The 62-year-old scientist-turned-politician receives a country with a number of immediate problems, also including a sluggish economy, unfinished building programs, rising debt and the hurricane-battered resort city of Acapulco.
Claudia Sheinbaum took the oath of office Tuesday as Mexico’s first female president in more than 200 years of independence.
In her inauguration speech, Sheinbaum said that she came to power accompanied by all of the women who have struggled in anonymity to make their way in Mexico, including “those who dreamed of the possibility that one day no matter if we were born as women or men we would achieve our dreams and desires without our sex determining our destiny.”

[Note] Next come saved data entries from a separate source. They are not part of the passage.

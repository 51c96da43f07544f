use terminal_size::{terminal_size, Width};

use crate::api::{Check, CliOption, CliValue, Command};
use crate::constant::*;
use crate::parser::UserInterface;

#[cfg(feature = "tracing_debug")]
use tracing::debug;

const INDENT: usize = 1;
const PADDING: usize = 2;

// We'll target 95% of the total width, to ensure the renderer doesn't literally use the full space.
const TARGET_TOTAL_FACTOR: f64 = 0.95;

// Let's assume the average word length is 5.
// Then 17 is a good minimum, because it allows precisely 3 words with a space between them.
const MINIMUM_MIDDLE_WIDTH: usize = 17;

#[derive(Debug, Clone, PartialEq, Eq)]
struct Row {
    left: String,
    middle: String,
    right: String,
}

impl Row {
    fn new(left: impl Into<String>, middle: impl Into<String>, right: impl Into<String>) -> Self {
        Self {
            left: left.into(),
            middle: middle.into(),
            right: right.into(),
        }
    }
}

#[derive(Debug, PartialEq, Eq)]
struct ColumnRenderer {
    left: usize,
    middle: usize,
    right: usize,
}

impl ColumnRenderer {
    /// Produce a renderer fitting the rows, using a heuristic to chose the middle width.
    fn guided(rows: &[Row], total_width: usize) -> Self {
        let left = max_width(rows.iter().map(|row| &row.left));
        let middle = max_width(rows.iter().map(|row| &row.middle));
        let right = max_width(rows.iter().map(|row| &row.right));
        let mut non_middle = INDENT + left + PADDING;

        if right > 0 {
            non_middle += PADDING + right;
        }

        let target_total_width = (total_width as f64 * TARGET_TOTAL_FACTOR) as usize;
        let guided_middle = std::cmp::max(middle, MINIMUM_MIDDLE_WIDTH);

        let middle = if guided_middle + non_middle <= target_total_width {
            guided_middle
        } else if non_middle + MINIMUM_MIDDLE_WIDTH < total_width {
            total_width - non_middle
        } else {
            MINIMUM_MIDDLE_WIDTH
        };

        #[cfg(feature = "tracing_debug")]
        {
            debug!("Columns [{left}, {middle}, {right}] for total width {total_width}.");
        }

        Self {
            left,
            middle,
            right,
        }
    }

    fn render(&self, row: &Row) -> Vec<String> {
        let padding = format!("{:PADDING$}", "");
        let left_width = self.left;
        let middle_width = self.middle;
        let parts = chunk(&row.middle, middle_width);
        let mut out = Vec::default();

        for (i, part) in parts.iter().enumerate() {
            if i == 0 {
                out.push(format!(
                    "{:INDENT$}{:left_width$}{padding}{:middle_width$}{padding}{}",
                    "", row.left, part, row.right
                ));
            } else {
                out.push(format!(
                    "{:INDENT$}{:left_width$}{padding}{}",
                    "", "", part
                ));
            }
        }

        if out.is_empty() {
            out.push(format!(
                "{:INDENT$}{:left_width$}{padding}{:middle_width$}{padding}{}",
                "", row.left, "", row.right
            ));
        }

        out.into_iter()
            .map(|line| line.trim_end().to_string())
            .collect()
    }
}

fn max_width<'r>(cells: impl Iterator<Item = &'r String>) -> usize {
    cells
        .map(|cell| cell.chars().count())
        .max()
        .unwrap_or_default()
}

fn chunk(paragraph: &str, width: usize) -> Vec<String> {
    let mut lines = Vec::default();
    let mut current = String::default();

    for word in paragraph.split(' ') {
        if !word.is_empty() {
            if current.is_empty() {
                hyphenate(width, &mut lines, &mut current, word);
            } else if current.chars().count() + word.chars().count() + 1 <= width {
                current.push(' ');
                current.push_str(word);
            } else {
                lines.push(current);
                current = String::default();
                hyphenate(width, &mut lines, &mut current, word);
            }
        }
    }

    if !current.is_empty() {
        lines.push(current);
    }

    lines
}

fn hyphenate(width: usize, lines: &mut Vec<String>, current: &mut String, word: &str) {
    let width = std::cmp::max(width, 2);
    let increment = width - 1;
    let chars: Vec<char> = word.chars().collect();
    let mut left = 0;

    while chars.len() - left > width {
        let piece: String = chars[left..left + increment].iter().collect();
        lines.push(format!("{piece}-"));
        left += increment;
    }

    current.extend(&chars[left..]);
}

fn metavar(name: &str) -> String {
    let mut out = String::default();

    for c in name.chars() {
        if c == '-' {
            out.push('_');
        } else if c.is_ascii_uppercase() {
            out.push('_');
            out.push(c);
        } else {
            out.push(c.to_ascii_uppercase());
        }
    }

    out
}

fn details(check: &Check<'_>) -> String {
    match check {
        Check::Pass => String::default(),
        Check::Custom(_) => "type: custom".to_string(),
        Check::Filter(filter) => match filter.default_value() {
            Some(default) => format!("type: {}  default: {default}", filter.kind()),
            None => format!("type: {}", filter.kind()),
        },
    }
}

fn option_usage(option: &CliOption<'_>) -> String {
    let mut usage = match option.short() {
        Some(short) => format!("-{short}"),
        None => format!("--{}", option.name()),
    };

    if option.check().takes_value() {
        usage.push(' ');
        usage.push_str(&metavar(option.name()));
    }

    if option.check().is_mandatory() {
        usage
    } else {
        format!("[{usage}]")
    }
}

fn value_usage(value: &CliValue<'_>) -> String {
    let usage = metavar(value.name());

    if value.check().is_mandatory() {
        usage
    } else {
        format!("[{usage}]")
    }
}

/// Renders the help message of a program.
#[derive(Debug)]
pub(crate) struct Printer {
    total_width: usize,
}

impl Printer {
    /// A printer sized to the terminal (or the default width when there is none).
    pub(crate) fn terminal() -> Self {
        let total_width = match terminal_size() {
            Some((Width(width), _)) => width as usize,
            None => DEFAULT_WIDTH,
        };
        Self { total_width }
    }

    #[cfg(test)]
    pub(crate) fn fixed(total_width: usize) -> Self {
        Self { total_width }
    }

    pub(crate) fn help(&self, program: &str, version: bool, command: &Command<'_>) -> Vec<String> {
        let mut usage = vec![format!("usage: {program}"), format!("[-{HELP_SHORT}]")];
        let mut options = vec![Row::new(
            format!("-{HELP_SHORT}, --{HELP_NAME}"),
            "Show this help message and exit.",
            "",
        )];

        if version {
            usage.push(format!("[--{VERSION_NAME}]"));
            options.push(Row::new(
                format!("--{VERSION_NAME}"),
                "Show the version and exit.",
                "",
            ));
        }

        for option in command.options() {
            usage.push(option_usage(option));
            let left = if option.check().takes_value() {
                format!("{} {}", option.slug(), metavar(option.name()))
            } else {
                option.slug().to_string()
            };
            options.push(Row::new(left, option.description(), details(option.check())));
        }

        let mut values = Vec::default();

        for value in command.values() {
            usage.push(value_usage(value));
            values.push(Row::new(
                metavar(value.name()),
                value.description(),
                details(value.check()),
            ));
        }

        let all: Vec<Row> = values.iter().chain(options.iter()).cloned().collect();
        let renderer = ColumnRenderer::guided(&all, self.total_width);
        let mut lines = vec![usage.join(" ")];

        if let Some(about) = command.about() {
            lines.push(String::default());
            lines.extend(chunk(about, self.total_width));
        }

        lines.push(String::default());

        if !values.is_empty() {
            lines.push("values:".to_string());
            lines.extend(values.iter().flat_map(|row| renderer.render(row)));
        }

        lines.push("options:".to_string());
        lines.extend(options.iter().flat_map(|row| renderer.render(row)));
        lines
    }

    pub(crate) fn print_help(
        &self,
        program: &str,
        version: bool,
        command: &Command<'_>,
        user_interface: &(impl UserInterface + ?Sized),
    ) {
        user_interface.print(self.help(program, version, command).join("\n"));
    }
}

She made a long list of promises to limit prices for gasoline and food, expand cash hand-out programs for women and children, support business investment, housing and passenger rail construction. But any mention of the drug cartels that control much of the country was brief and near the end of the list.
Sheinbaum offered little change from former President Andrés Manuel López Obrador’s ‘Hugs not Bullets’ strategy of addressing root causes and not confronting the cartels, apart from pledging more intelligence work and investigation. “There will be no return to the irresponsible drug war,” she said.
Sheinbaum romped to victory in June with nearly 60% of the vote, propelled largely by the sustained popularity of her political mentor, López Obrador. She has pledged to continue all his policies, even those that strengthened the power of the military and weakened the country’s checks and balances.
After the inauguration, Sheinbaum appeared at a mass rally in Mexico City’s colonial-era main plaza to participate in a ceremony involving an all-women committee representing Mexico’s approximately 70 Indigenous groups.
Sheinbaum was blessed and brushed with herbs and incense by Ernestina Ortiz, a “spiritual guide,” who told Sheinbaum “You are a voice for all of us who had no voice for a long time.” An Indigenous elder then handed Sheinbaum a wooden Indigenous “staff of authority,” like those carried by community leaders.
After the ceremony, Sheinbaum said she would push for a total ban on any public servant being re-elected to office — a tall promise, given that her party has now passed a law making all judges stand for election. That would suggest Mexico may have a new crop of inexperienced judges every few years.
Lucía Ruíz, a 42-year-old mother of three, was one of thousands trying to reach the main square to see the rally. She said she hopes Sheinbaum will be able to combat high rates of violence against women in the country.
“She is going to represent us,” said Ruíz. “We have always been governed by men, and they think we’re incapable, but we’re not. We are the head of our families.”
López Obrador took office six years ago declaring “For the good of all, first the poor,” and promising historical change from the neoliberal economic policies of his predecessors. Sheinbaum promised continuity from his popular social policies to controversial constitutional reforms to the judiciary and National Guard rammed through during his final days in office.
Despite her pledge of continuity, Sheinbaum is a very different personality: a cautious scientist and ideological university leftist, as opposed to the outgoing president’s chummy, everyman appeal.